Старший брат любил рассуждать о честном труде, любил и умел работать, но частенько, бывало, и пропадал на несколько дней и ночей, заседлав коня и прихватив старое свое верное ружье… Неспокойно было на обширной и, казалось бы, для всех просторной туркменской земле: роды и племена терзали друг друга набегами, то там, то здесь пепелищами курилась, тлела под пеплом вражда, рознь озлобляла сердца, опустошала стойбища и аулы, И нередко через неделю, месяц ли после очередного возвращения с добычей Караула со своими джигитами следовал ответный ночной набег, глухой топот копыт, крики и выстрелы, смерть, плач… И храбрые и расчетливые в набегах, нередко бегством спасались эти джигиты, в пески врозь уходя или в горы, едва семьи успев захватить, скот и самое ценное из пожитков, — даже для совместного отпора не хватало им единства, даже в аулах царили проклятая рознь и недомыслие…

После одного из своих набегов Караул вошел, ногой открыв их хлипкую дверь, в мазанку, держа в руках новое кремневое ружье.

— Ну вот что, брат, — сказал он решительно и как всегда самоуверенно. — Тебе уж третий десяток идет, пора и мужчиной становиться… Дарю тебе это ружье! Мужчина без оружия — все равно, по-моему, что женщина без волос…

— Да ты знаешь, у меня что-то нет желания быть охотником… Не по мне это, брат, — ответил, удивляясь его прихоти, Годжук.

Караул снисходительно усмехнулся, сейчас наивность младшего брата его забавляла:

— А ночным охотником не хочешь стать?! — И посерьезнел, важность проступила в его лице: — Не время сейчас скакать за джейранами — кровь зовет к отмщению… Отару овец угнали из аула, ты знаешь, — кто отомстит?! Да и жить чем-то надо, чтоб не ложиться спать голодным; дутаром тут не прокормишься. Так что проверь-ка получше сбрую своего коня…

— Отару угнали — так ведь и вы пригнали себе весной чужую… кому же и за что мстить? За одного убитого вы убили двоих — кто виновнее? И кто остановит эту кровь, кто первым остановится? Надо остановиться, брат, не плодить горе на своей земле, не сиротить детей… друг у друга не грабить, тогда, может, всем хватит, каждому помаленьку.

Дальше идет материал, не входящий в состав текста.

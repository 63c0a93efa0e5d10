//! In-memory collaborators, used by tests, benchmarks and embedders without storage.
//!
//! [`MemoryStore`] carries a tiny evaluator so plans can be executed end to end:
//!
//! - lookup: the non-empty values of the looked-up field on every linked record, as a list;
//! - rollup: `sum(...)` and `countall(...)` aggregate the linked values, anything else joins
//!   them as text;
//! - formula: each `{fieldId}` token is replaced by the text of the referenced cell.
//!
//! Fields flagged `has_error` compute an empty value.

use crate::error::{EngineError, EngineResult};
use crate::graph::RemovalReport;
use crate::store::{FieldCatalog, LinkResolver, RecordCounts, RecordStore};
use std::collections::{BTreeMap, BTreeSet};
use tabula_model::{CellDiff, CellValue, Field, FieldId, FieldKind, RecordId, TableId};

#[derive(Clone, Debug, Default)]
pub struct MemoryCatalog {
    fields: BTreeMap<FieldId, Field>,
}

impl MemoryCatalog {
    #[must_use]
    pub fn new() -> Self {
        Self::default()
    }

    pub fn insert(&mut self, field: Field) {
        self.fields.insert(field.id.clone(), field);
    }

    pub fn insert_all<I: IntoIterator<Item = Field>>(&mut self, fields: I) {
        for field in fields {
            self.insert(field);
        }
    }

    /// Marks a field deleted. It stays resolvable through [`FieldCatalog::get_field`].
    pub fn soft_delete(&mut self, id: &FieldId) -> bool {
        match self.fields.get_mut(id) {
            Some(field) => {
                field.is_deleted = true;
                true
            }
            None => false,
        }
    }

    pub fn set_error(&mut self, id: &FieldId, has_error: bool) {
        if let Some(field) = self.fields.get_mut(id) {
            field.has_error = has_error;
        }
    }

    /// Mirrors a graph removal: removed fields are soft-deleted, orphaned ones flagged.
    pub fn apply_removal(&mut self, report: &RemovalReport) {
        for id in &report.removed {
            self.soft_delete(id);
        }
        for id in report.errored() {
            self.set_error(&id, true);
        }
    }

    /// Hard-removes every field of `table`.
    pub fn purge_table(&mut self, table: &TableId) {
        self.fields.retain(|_, field| &field.table_id != table);
    }
}

impl FieldCatalog for MemoryCatalog {
    fn list_fields(&self, table: &TableId) -> Vec<Field> {
        self.fields
            .values()
            .filter(|f| &f.table_id == table && !f.is_deleted)
            .cloned()
            .collect()
    }

    fn get_field(&self, id: &FieldId) -> Option<Field> {
        self.fields.get(id).cloned()
    }
}

#[derive(Clone, Debug, Default)]
struct MemoryTable {
    records: Vec<RecordId>,
    cells: BTreeMap<FieldId, BTreeMap<RecordId, CellValue>>,
}

impl MemoryTable {
    fn cell(&self, field: &FieldId, record: &RecordId) -> CellValue {
        self.cells
            .get(field)
            .and_then(|cells| cells.get(record))
            .cloned()
            .unwrap_or_default()
    }
}

/// Record storage backed by ordered maps, with nested snapshot transactions.
#[derive(Clone, Debug, Default)]
pub struct MemoryStore {
    tables: BTreeMap<TableId, MemoryTable>,
    snapshots: Vec<BTreeMap<TableId, MemoryTable>>,
}

impl MemoryStore {
    #[must_use]
    pub fn new() -> Self {
        Self::default()
    }

    pub fn add_table(&mut self, table: impl Into<TableId>) {
        self.tables.entry(table.into()).or_default();
    }

    pub fn insert_record(&mut self, table: impl Into<TableId>, record: impl Into<RecordId>) {
        let record = record.into();
        let table = self.tables.entry(table.into()).or_default();
        if !table.records.contains(&record) {
            table.records.push(record);
        }
    }

    /// Writes a cell directly, bypassing planning. Use it to seed data.
    pub fn set_cell(
        &mut self,
        table: impl Into<TableId>,
        field: impl Into<FieldId>,
        record: impl Into<RecordId>,
        value: CellValue,
    ) {
        let table = self.tables.entry(table.into()).or_default();
        let cells = table.cells.entry(field.into()).or_default();
        let record = record.into();
        if value.is_empty() {
            cells.remove(&record);
        } else {
            cells.insert(record, value);
        }
    }

    #[must_use]
    pub fn cell(&self, table: &TableId, field: &FieldId, record: &RecordId) -> CellValue {
        self.tables
            .get(table)
            .map(|t| t.cell(field, record))
            .unwrap_or_default()
    }

    /// Number of open transactions.
    #[must_use]
    pub fn depth(&self) -> usize {
        self.snapshots.len()
    }

    fn table(&self, table: &TableId) -> EngineResult<&MemoryTable> {
        self.tables
            .get(table)
            .ok_or_else(|| EngineError::Store(format!("unknown table {table}")))
    }

    fn compute(&self, field: &Field, record: &RecordId) -> EngineResult<CellValue> {
        if field.has_error {
            return Ok(CellValue::Empty);
        }
        let table = self.table(&field.table_id)?;
        match &field.kind {
            FieldKind::Normal | FieldKind::Link(_) => Ok(table.cell(&field.id, record)),
            FieldKind::Lookup(options) => {
                let values = self.linked_values(
                    table,
                    &options.link_field_id,
                    &options.foreign_table_id,
                    &options.lookup_field_id,
                    record,
                )?;
                Ok(if values.is_empty() {
                    CellValue::Empty
                } else {
                    CellValue::List(values)
                })
            }
            FieldKind::Rollup(options) => {
                let values = self.linked_values(
                    table,
                    &options.link_field_id,
                    &options.foreign_table_id,
                    &options.lookup_field_id,
                    record,
                )?;
                Ok(aggregate(&options.expression, values))
            }
            FieldKind::Formula(options) => {
                let mut text = options.expression.clone();
                for reference in field.references() {
                    let value = table.cell(&reference, record).to_string();
                    text = text.replace(&format!("{{{reference}}}"), &value);
                }
                Ok(if text.is_empty() {
                    CellValue::Empty
                } else {
                    CellValue::Text(text)
                })
            }
        }
    }

    fn linked_values(
        &self,
        table: &MemoryTable,
        link: &FieldId,
        foreign_table: &TableId,
        lookup: &FieldId,
        record: &RecordId,
    ) -> EngineResult<Vec<CellValue>> {
        let foreign = self.table(foreign_table)?;
        let mut values = Vec::new();
        for id in table.cell(link, record).links() {
            match foreign.cell(lookup, id) {
                CellValue::List(inner) => values.extend(inner),
                value if value.is_empty() => {}
                value => values.push(value),
            }
        }
        Ok(values)
    }
}

fn aggregate(expression: &str, values: Vec<CellValue>) -> CellValue {
    let function = expression.trim_start().to_ascii_lowercase();
    if function.starts_with("sum(") {
        let total: f64 = values.iter().filter_map(CellValue::as_number).sum();
        CellValue::Number(total)
    } else if function.starts_with("countall(") {
        CellValue::Number(values.len() as f64)
    } else if values.is_empty() {
        CellValue::Empty
    } else {
        CellValue::Text(CellValue::List(values).to_string())
    }
}

impl RecordCounts for MemoryStore {
    fn count_records(&self, table: &TableId) -> usize {
        self.tables.get(table).map_or(0, |t| t.records.len())
    }
}

impl RecordStore for MemoryStore {
    fn record_ids(&self, table: &TableId) -> EngineResult<Vec<RecordId>> {
        Ok(self.table(table)?.records.clone())
    }

    fn read_cells(
        &self,
        table: &TableId,
        field: &FieldId,
        records: Option<&[RecordId]>,
    ) -> EngineResult<Vec<(RecordId, CellValue)>> {
        let table = self.table(table)?;
        let records = records.unwrap_or(&table.records);
        Ok(records
            .iter()
            .map(|record| (record.clone(), table.cell(field, record)))
            .collect())
    }

    fn recompute_cells(&self, field: &Field, records: &[RecordId]) -> EngineResult<Vec<CellDiff>> {
        let table = self.table(&field.table_id)?;
        let mut diffs = Vec::new();
        for record in records {
            if !table.records.contains(record) {
                continue;
            }
            let old = table.cell(&field.id, record);
            let new = self.compute(field, record)?;
            if old != new {
                diffs.push(CellDiff::new(record.clone(), old, new));
            }
        }
        Ok(diffs)
    }

    fn write_cells(
        &mut self,
        table: &TableId,
        field: &FieldId,
        diffs: &[CellDiff],
    ) -> EngineResult<()> {
        let Some(table) = self.tables.get_mut(table) else {
            return Err(EngineError::Store(format!("unknown table {table}")));
        };
        let cells = table.cells.entry(field.clone()).or_default();
        for diff in diffs {
            if diff.new.is_empty() {
                cells.remove(&diff.record_id);
            } else {
                cells.insert(diff.record_id.clone(), diff.new.clone());
            }
        }
        Ok(())
    }

    fn begin(&mut self) -> EngineResult<()> {
        self.snapshots.push(self.tables.clone());
        Ok(())
    }

    fn commit(&mut self) -> EngineResult<()> {
        match self.snapshots.pop() {
            Some(_) => Ok(()),
            None => Err(EngineError::Store("commit without an open transaction".to_string())),
        }
    }

    fn rollback(&mut self) {
        if let Some(snapshot) = self.snapshots.pop() {
            self.tables = snapshot;
        }
    }
}

impl LinkResolver for MemoryStore {
    fn linked_records(&self, link: &Field, record: &RecordId) -> EngineResult<Vec<RecordId>> {
        Ok(self
            .cell(&link.table_id, &link.id, record)
            .links()
            .to_vec())
    }

    fn records_linking_to(
        &self,
        link: &Field,
        foreign: &[RecordId],
    ) -> EngineResult<BTreeSet<RecordId>> {
        let table = self.table(&link.table_id)?;
        let Some(cells) = table.cells.get(&link.id) else {
            return Ok(BTreeSet::new());
        };
        Ok(cells
            .iter()
            .filter(|(_, value)| value.links().iter().any(|id| foreign.contains(id)))
            .map(|(record, _)| record.clone())
            .collect())
    }

    fn record_exists(&self, table: &TableId, record: &RecordId) -> bool {
        self.tables
            .get(table)
            .is_some_and(|t| t.records.contains(record))
    }
}

#[cfg(test)]
mod tests {
    use super::*;
    use pretty_assertions::assert_eq;

    #[test]
    fn rollback_restores_the_last_snapshot() {
        let mut store = MemoryStore::new();
        store.insert_record("tblA", "rec1");
        store.set_cell("tblA", "fldT", "rec1", "before".into());

        store.begin().unwrap();
        store
            .write_cells(
                &"tblA".into(),
                &"fldT".into(),
                &[CellDiff::new("rec1", "before".into(), "after".into())],
            )
            .unwrap();
        let cell = |store: &MemoryStore| store.cell(&"tblA".into(), &"fldT".into(), &"rec1".into());
        assert_eq!(cell(&store), CellValue::from("after"));
        store.rollback();

        assert_eq!(cell(&store), CellValue::from("before"));
        assert_eq!(store.depth(), 0);
    }

    #[test]
    fn rollups_aggregate_linked_values() {
        let mut store = MemoryStore::new();
        store.insert_record("tblA", "rec1");
        for (id, amount) in [("b1", 2.0), ("b2", 3.5)] {
            store.insert_record("tblB", id);
            store.set_cell("tblB", "fldAmount", id, amount.into());
        }
        store.set_cell(
            "tblA",
            "fldL",
            "rec1",
            CellValue::Links(vec!["b1".into(), "b2".into()]),
        );

        let sum = Field::rollup("fldS", "tblA", "S", "fldL", "tblB", "fldAmount", "sum({values})");
        let count =
            Field::rollup("fldC", "tblA", "C", "fldL", "tblB", "fldAmount", "countall({values})");
        let record = RecordId::from("rec1");
        assert_eq!(store.compute(&sum, &record).unwrap(), CellValue::Number(5.5));
        assert_eq!(store.compute(&count, &record).unwrap(), CellValue::Number(2.0));
    }

    #[test]
    fn formulas_substitute_referenced_cells() {
        let mut store = MemoryStore::new();
        store.insert_record("tblA", "rec1");
        store.set_cell("tblA", "fldT", "rec1", "x".into());
        store.set_cell("tblA", "fldU", "rec1", 2.0.into());

        let formula = Field::formula("fldF", "tblA", "F", "{fldT}-{fldU}");
        let diffs = store
            .recompute_cells(&formula, &[RecordId::from("rec1")])
            .unwrap();
        assert_eq!(diffs, vec![CellDiff::new("rec1", CellValue::Empty, "x-2".into())]);

        let mut errored = formula.clone();
        errored.has_error = true;
        assert_eq!(
            store.compute(&errored, &"rec1".into()).unwrap(),
            CellValue::Empty
        );
    }
}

Ведь степь велика, хватить должно каждому…

— Щенок! — посуровел, заносчиво глянул Караул. — Наша ненависть к врагу священна, и не тебе, дутарщику, трогать ее…

— Какой же это враг, когда он такой же бедный туркмен, как мы с тобой… Нет, брат, — тихо сказал Годжук, не глядя, — я тебе в этом не помощник. Спасибо тебе за ружье, не смею отказаться… на самом почетном месте повешу его в доме, как дар твой. Но остановиться надо, брат…

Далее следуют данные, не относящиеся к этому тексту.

mod common;

use common::{field, fields};
use pretty_assertions::assert_eq;
use tabula_engine::graph::{find_any_cycle, would_create_cycle, ReferenceGraph};
use tabula_engine::EngineError;
use tabula_model::{Field, Relationship};

fn chain() -> ReferenceGraph {
    let mut graph = ReferenceGraph::new();
    graph
        .add_fields(vec![
            Field::normal("fldT", "tblA", "T"),
            Field::formula("fldF1", "tblA", "F1", "{fldT}"),
            Field::formula("fldF2", "tblA", "F2", "{fldF1}"),
            Field::formula("fldF3", "tblA", "F3", "{fldF2}"),
        ])
        .unwrap();
    graph
}

fn cycle_path(err: EngineError) -> Vec<tabula_model::FieldId> {
    match err {
        EngineError::CyclicReference(cycle) => cycle.path,
        other => panic!("expected a cycle, got {other}"),
    }
}

#[test]
fn self_reference_is_rejected_without_traversal() {
    let mut graph = chain();
    let err = graph
        .add_or_replace_field(Field::formula("fldS", "tblA", "S", "{fldS} + 1"))
        .unwrap_err();
    assert_eq!(cycle_path(err), fields(&["fldS", "fldS"]));
    assert!(!graph.contains(&field("fldS")));
}

#[test]
fn redefining_the_head_of_a_chain_reports_the_whole_loop() {
    let mut graph = chain();
    let err = graph
        .add_or_replace_field(Field::formula("fldF1", "tblA", "F1", "{fldF3}"))
        .unwrap_err();

    assert_eq!(
        cycle_path(err),
        fields(&["fldF1", "fldF3", "fldF2", "fldF1"])
    );
    // The old definition survives.
    assert_eq!(graph.precedents_of(&field("fldF1")), &[field("fldT")]);
    assert!(find_any_cycle(&graph).is_none());
}

#[test]
fn would_create_cycle_ignores_the_candidates_current_edges() {
    let graph = chain();
    assert!(would_create_cycle(&graph, &field("fldF1"), &fields(&["fldT"])).is_none());
    assert!(would_create_cycle(&graph, &field("fldF3"), &fields(&["fldF1"])).is_none());

    let cycle = would_create_cycle(&graph, &field("fldF2"), &fields(&["fldF3"])).unwrap();
    assert_eq!(cycle.path, fields(&["fldF2", "fldF3", "fldF2"]));
    assert_eq!(
        cycle.to_string(),
        "circular reference: fldF2 -> fldF3 -> fldF2"
    );
}

#[test]
fn a_batch_is_checked_as_one_overlay() {
    let mut graph = chain();
    let err = graph
        .add_fields(vec![
            Field::formula("fldX", "tblA", "X", "{fldY}"),
            Field::formula("fldY", "tblA", "Y", "{fldX}"),
        ])
        .unwrap_err();

    assert_eq!(cycle_path(err), fields(&["fldX", "fldY", "fldX"]));
    assert!(!graph.contains(&field("fldX")));
    assert!(!graph.contains(&field("fldY")));
}

#[test]
fn cycles_through_links_span_tables() {
    let mut graph = ReferenceGraph::new();
    let (link, symmetric) =
        Field::link_pair("fldL", "tblA", "fldLb", "tblB", Relationship::ManyMany);
    graph.add_fields(vec![link, symmetric]).unwrap();

    let err = graph
        .add_fields(vec![
            Field::lookup("fldKa", "tblA", "Ka", "fldL", "tblB", "fldKb"),
            Field::lookup("fldKb", "tblB", "Kb", "fldLb", "tblA", "fldKa"),
        ])
        .unwrap_err();
    assert_eq!(cycle_path(err), fields(&["fldKa", "fldKb", "fldKa"]));
    assert_eq!(graph.stats().fields, 2);
}

#[test]
fn stored_cycles_are_rejected_on_load() {
    let err = ReferenceGraph::from_fields(vec![
        Field::formula("fldA", "tblA", "A", "{fldB}"),
        Field::formula("fldB", "tblA", "B", "{fldA}"),
    ])
    .unwrap_err();

    let path = cycle_path(err);
    assert_eq!(path.first(), path.last());
    assert_eq!(path.len(), 3);
}

#[test]
fn unknown_and_deleted_references_are_invalid() {
    let mut graph = chain();
    let err = graph
        .add_or_replace_field(Field::formula("fldG", "tblA", "G", "{fldMissing}"))
        .unwrap_err();
    assert!(matches!(err, EngineError::InvalidReference { .. }), "{err}");

    let mut deleted = Field::formula("fldG", "tblA", "G", "{fldT}");
    deleted.is_deleted = true;
    let err = graph.add_or_replace_field(deleted).unwrap_err();
    assert!(err.to_string().contains("deleted"), "{err}");
}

— «Остановиться»… В таком случае, братец, заодно повесь на шею себе до конца дней своих и нищенскую торбу! И не тебе учить меня, хотя ты и грамотный!..

Ладно, — сказал он и оглянулся на невестку, — видно, и в самом деле не по верблюду седло. Ружье твое, что хочешь с ним, то и делай… хоть угли им в очаге вороши, мне все равно. Но вот тебе мой совет, упрямец: отдай это ружье в калым и приведи себе младшую жену… За такое ружье ты найдешь себе красавицу не хуже, уж поверь. А ты не дуйся там, — прикрикнул он на Айпарчу, хотя та и глаз не смела поднять на сурового деверя, — сама все должна понимать… Слава аллаху, мы не какие-нибудь там гяуры, чтобы сидеть у пустой колыбели только потому, что баба не делает своего простейшего бабьего дела. Благословен шариат, благословенны младшие жены!..

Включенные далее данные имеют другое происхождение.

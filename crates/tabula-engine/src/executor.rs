//! Level-by-level plan execution against a record store.

use crate::error::EngineResult;
use crate::parallel;
use crate::planner::{ChangeKind, ComputationPlan};
use crate::settings::{ComputeSettings, RecalcMode};
use crate::store::{ChangeSet, FieldCatalog, LinkResolver, RecordStore};
use serde::{Deserialize, Serialize};
use std::collections::BTreeSet;
use tabula_model::{CellDiff, Field, FieldId, RecordId};

#[derive(Clone, Debug, Default, PartialEq, Eq, Serialize, Deserialize)]
#[serde(rename_all = "camelCase")]
pub struct LevelReport {
    pub level: usize,
    /// Fields that wrote at least one cell.
    pub fields: Vec<FieldId>,
    pub written_cells: usize,
}

#[derive(Clone, Debug, Default, PartialEq, Eq, Serialize, Deserialize)]
#[serde(rename_all = "camelCase")]
pub struct ExecutionReport {
    pub levels: Vec<LevelReport>,
    /// Plan fields the catalog no longer resolves as live.
    pub skipped: Vec<FieldId>,
    /// Every changed cell, the seed included.
    pub changes: ChangeSet,
    pub written_cells: usize,
}

#[derive(Clone, Copy, Debug, Default)]
pub struct PlanExecutor {
    mode: RecalcMode,
}

impl PlanExecutor {
    #[must_use]
    pub fn new(mode: RecalcMode) -> Self {
        Self { mode }
    }

    #[must_use]
    pub fn from_settings(settings: &ComputeSettings) -> Self {
        Self::new(settings.recalc_mode)
    }

    /// Runs `plan` inside one store transaction.
    ///
    /// `seed` holds the cells already written by the mutation that produced the plan (written
    /// cells, mirrored link cells). The plan either commits fully or is rolled back.
    pub fn execute<S>(
        &self,
        plan: &ComputationPlan,
        seed: &ChangeSet,
        catalog: &dyn FieldCatalog,
        store: &mut S,
    ) -> EngineResult<ExecutionReport>
    where
        S: RecordStore + LinkResolver + Sync + ?Sized,
    {
        store.begin()?;
        let report = match self.run(plan, seed, catalog, store) {
            Ok(report) => report,
            Err(err) => {
                store.rollback();
                return Err(err);
            }
        };
        if let Err(err) = store.commit() {
            store.rollback();
            return Err(err);
        }

        log::debug!(
            "executed {:?} plan: {} cell(s) written over {} level(s), {} field(s) skipped",
            plan.change,
            report.written_cells,
            report.levels.len(),
            report.skipped.len()
        );
        Ok(report)
    }

    fn run<S>(
        &self,
        plan: &ComputationPlan,
        seed: &ChangeSet,
        catalog: &dyn FieldCatalog,
        store: &mut S,
    ) -> EngineResult<ExecutionReport>
    where
        S: RecordStore + LinkResolver + Sync + ?Sized,
    {
        let mut report = ExecutionReport {
            changes: seed.clone(),
            ..ExecutionReport::default()
        };

        for (level, ids) in plan.levels.iter().enumerate() {
            let mut jobs: Vec<(Field, Vec<RecordId>)> = Vec::new();
            for id in ids {
                let Some(field) = catalog.live_field(id) else {
                    log::debug!("skipping field {id}: no longer live");
                    report.skipped.push(id.clone());
                    continue;
                };
                if !field.is_computed() || field.is_link() {
                    continue;
                }
                let records =
                    records_to_recompute(plan, &field, &report.changes, catalog, &*store)?;
                if !records.is_empty() {
                    jobs.push((field, records));
                }
            }

            let shared: &S = store;
            let results = parallel::map_level(self.mode, &jobs, |(field, records)| {
                shared.recompute_cells(field, records)
            });

            let mut level_report = LevelReport {
                level,
                ..LevelReport::default()
            };
            for ((field, _), result) in jobs.iter().zip(results) {
                let diffs: Vec<CellDiff> =
                    result?.into_iter().filter(|d| !d.is_noop()).collect();
                if diffs.is_empty() {
                    continue;
                }
                store.write_cells(&field.table_id, &field.id, &diffs)?;
                report
                    .changes
                    .record(&field.id, diffs.iter().map(|d| d.record_id.clone()));
                level_report.fields.push(field.id.clone());
                level_report.written_cells += diffs.len();
            }

            report.written_cells += level_report.written_cells;
            report.levels.push(level_report);
        }

        Ok(report)
    }
}

/// Records of `field` that may have changed given the cells changed so far.
///
/// Definition changes recompute every record. Cell writes only reach the records linked to a
/// changed cell: the same record for same-table precedents and for the link itself, and the
/// records linking to a changed foreign record for a looked-up field.
fn records_to_recompute<S>(
    plan: &ComputationPlan,
    field: &Field,
    changes: &ChangeSet,
    catalog: &dyn FieldCatalog,
    store: &S,
) -> EngineResult<Vec<RecordId>>
where
    S: RecordStore + LinkResolver + ?Sized,
{
    if plan.change != ChangeKind::CellWrite {
        return store.record_ids(&field.table_id);
    }

    let via_link = field.via_link();
    let mut records: BTreeSet<RecordId> = BTreeSet::new();
    for precedent in field.references() {
        let Some(changed) = changes.get(&precedent) else {
            continue;
        };
        match via_link {
            Some(link) if link == &precedent => records.extend(changed.iter().cloned()),
            Some(link) => {
                let Some(link) = catalog.get_field(link) else {
                    continue;
                };
                let foreign: Vec<RecordId> = changed.iter().cloned().collect();
                records.extend(store.records_linking_to(&link, &foreign)?);
            }
            None => records.extend(changed.iter().cloned()),
        }
    }

    Ok(records.into_iter().collect())
}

И самодовольно хохотнул, потому что никогда не упускал случая сорвать досаду на нелюбимой невестке.

— Спасибо за ружье и совет, но в этих стенах хозяин я… — тихо опять сказал Годжук. — И мы не забываем класть свою долю в наш отцовский общий котел. А я подумаю…

Но вовсе не о младшей жене собирался думать и думал Годжук Мерген. Надо было решить их главный с Айпарчой вопрос, и решить так, чтобы не пожалеть потом горько о сделанном… да, чтоб решенье это единственно верным было и оставалось всегда, как бы там ни менялись времена и обстоятельства, сколько бы ума-разума ни прибавил ему потом аллах. Чтоб решенье это оценивать с высоты последующих лет, не раскаиваясь и тоскуя, а наоборот, сделать решенье судьей своим и судьбой, раз и навсегда.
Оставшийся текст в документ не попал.